Is “poop, scoop, reboot” the new “reduce, reuse, recycle?” Erik Coats, associate professor of civil engineering at the University of Idaho, thinks so: He’s making biodegradable plastic from cow manure.
Coats says that unlike other biomass-related energy sources (including burning firewood for heat or converting corn to ethanol), sourcing energy from manure doesn’t force us to choose between fuel and eating. He uses an anaerobic digester to convert manure to a methane-rich biogas, which can be burned in an engine generator to produce electricity. And his research group at the University of Idaho is currently testing a technology that coverts manure into a biodegradable plastic, thanks to the Idaho Dairymen’s Association and several other like-minded organizations that helped to fund these efforts.
“Our process uses the unique capabilities of naturally-occurring bacteria to ferment manure and then convert the fermentation products to a plastic known as polyhydroxyalkanoate, or PHA,” he says. “PHA is similar to conventional petroleum-based plastics, including polyethylene and polypropylene. But in contrast to these petro-plastics, PHA is biodegradable and can be biologically produced from otherwise unwanted organic waste.”

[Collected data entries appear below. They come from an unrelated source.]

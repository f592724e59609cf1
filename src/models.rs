use chrono::NaiveDate;
use serde::{Deserialize, Serialize};

#[derive(Debug, Clone, PartialEq, Serialize, Deserialize)]
pub struct HistoricalRecord {
    pub date: NaiveDate,
    pub product: String,
    pub client: String,
    pub quantity: Option<f64>,
}

#[derive(Debug, Clone, PartialEq, Serialize, Deserialize)]
pub struct ForecastRecord {
    pub forecast_date: NaiveDate,
    pub product: String,
    pub client: String,
    pub cluster: Option<i64>,
    pub forecast_mean: Option<f64>,
    pub forecast_min: Option<f64>,
    pub forecast_max: Option<f64>,
}

/// Both tables as loaded for a single render pass.
#[derive(Debug, Clone, Default)]
pub struct Dataset {
    pub historical: Vec<HistoricalRecord>,
    pub forecasts: Vec<ForecastRecord>,
}

/// A measure is `None` when every row behind it was NULL.
#[derive(Debug, Clone, Copy, PartialEq, Serialize, Deserialize)]
pub struct ForecastPoint {
    pub date: NaiveDate,
    pub forecast_mean: Option<f64>,
    pub forecast_min: Option<f64>,
    pub forecast_max: Option<f64>,
}

#[derive(Debug, Clone, Copy, PartialEq, Serialize, Deserialize)]
pub struct HistoricalPoint {
    pub date: NaiveDate,
    pub quantity: Option<f64>,
}

#[derive(Debug, Clone, Copy, PartialEq, Serialize, Deserialize, Default)]
pub struct Summary {
    pub total_forecast: f64,
    pub total_min: f64,
    pub total_max: f64,
    pub monthly_average: f64,
}

#[derive(Debug, Clone, PartialEq, Serialize, Deserialize)]
#[serde(tag = "kind", content = "value", rename_all = "snake_case")]
pub enum ClusterInfo {
    Cluster(i64),
    GlobalMix,
    ClientMix,
    Unavailable,
}

impl std::fmt::Display for ClusterInfo {
    fn fmt(&self, f: &mut std::fmt::Formatter<'_>) -> std::fmt::Result {
        match self {
            ClusterInfo::Cluster(id) => write!(f, "{id}"),
            ClusterInfo::GlobalMix => f.write_str("Global mix"),
            ClusterInfo::ClientMix => f.write_str("Client mix"),
            ClusterInfo::Unavailable => f.write_str("N/A"),
        }
    }
}

#[derive(Debug, Default, Deserialize)]
pub struct FilterQuery {
    pub client: Option<String>,
    pub product: Option<String>,
}

#[derive(Debug, Serialize, Deserialize)]
pub struct DashboardResponse {
    pub context: String,
    pub cluster: ClusterInfo,
    pub summary: Summary,
    pub forecast: Vec<ForecastPoint>,
    pub historical: Vec<HistoricalPoint>,
}

#[derive(Debug, Serialize, Deserialize)]
pub struct OptionsResponse {
    pub clients: Vec<String>,
    pub products: Vec<String>,
}
use crate::errors::StorageError;
use crate::seed;
use crate::state::AppState;
use crate::storage::{self, DEFAULT_DB_PATH};
use clap::{Args, Parser, Subcommand};
use std::{net::SocketAddr, path::PathBuf};
use tracing::info;

#[derive(Parser)]
#[command(name = "demand_planner")]
#[command(about = "Demand forecast dashboard over a local SQLite store")]
#[command(version)]
pub struct Cli {
    #[command(flatten)]
    pub global: GlobalArgs,

    #[command(subcommand)]
    pub command: Option<Commands>,
}

#[derive(Args)]
pub struct GlobalArgs {
    /// Path to the SQLite database holding both tables
    #[arg(long, global = true, env = "DEMAND_DB_PATH", default_value = DEFAULT_DB_PATH)]
    pub db_path: PathBuf,

    /// Port the dashboard listens on
    #[arg(short, long, global = true, env = "PORT", default_value_t = 8080)]
    pub port: u16,
}

#[derive(Subcommand)]
pub enum Commands {
    /// Serve the dashboard (default)
    Serve,
    /// Create the tables and replace their contents with synthetic data
    Seed {
        /// Fixed RNG seed for reproducible data
        #[arg(long)]
        seed: Option<u64>,
    },
}

impl Cli {
    pub async fn run(self) -> Result<(), Box<dyn std::error::Error>> {
        let GlobalArgs { db_path, port } = self.global;
        match self.command.unwrap_or(Commands::Serve) {
            Commands::Serve => serve(db_path, port).await,
            Commands::Seed { seed } => seed_database(db_path, seed).await,
        }
    }
}

async fn serve(db_path: PathBuf, port: u16) -> Result<(), Box<dyn std::error::Error>> {
    let app = crate::router(AppState::new(db_path.clone()));
    let addr = SocketAddr::from(([0, 0, 0, 0], port));

    info!(db = %db_path.display(), "listening on http://{addr}");
    let listener = tokio::net::TcpListener::bind(addr).await?;
    axum::serve(listener, app)
        .with_graceful_shutdown(shutdown_signal())
        .await?;

    Ok(())
}

async fn shutdown_signal() {
    if tokio::signal::ctrl_c().await.is_ok() {
        info!("shutting down");
    }
}

async fn seed_database(db_path: PathBuf, rng_seed: Option<u64>) -> Result<(), Box<dyn std::error::Error>> {
    info!(db = %db_path.display(), "generating synthetic data");
    tokio::task::spawn_blocking(move || -> Result<(), StorageError> {
        let data = seed::generate(rng_seed);
        let mut conn = storage::open_for_write(&db_path)?;
        storage::init_schema(&conn)?;
        storage::replace_tables(&mut conn, &data.historical, &data.forecasts)?;
        Ok(())
    })
    .await??;
    info!("data load complete; run `demand_planner serve` to open the dashboard");
    Ok(())
}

This plastic can be used in single-use packaging materials, planting pots for the nursery industry and plastic bottles, he notes.
“Moreover, with PHA selling at a premium, significant economic return could be generated from dairy manure beyond electricity,” he adds.
His group has constructed a mobile pilot-scale system and begun testing at full-scale dairies this year. Pending success of these trials, they are optimistic that the technology can be deployed at full-scale dairies in three to five years, Coats says.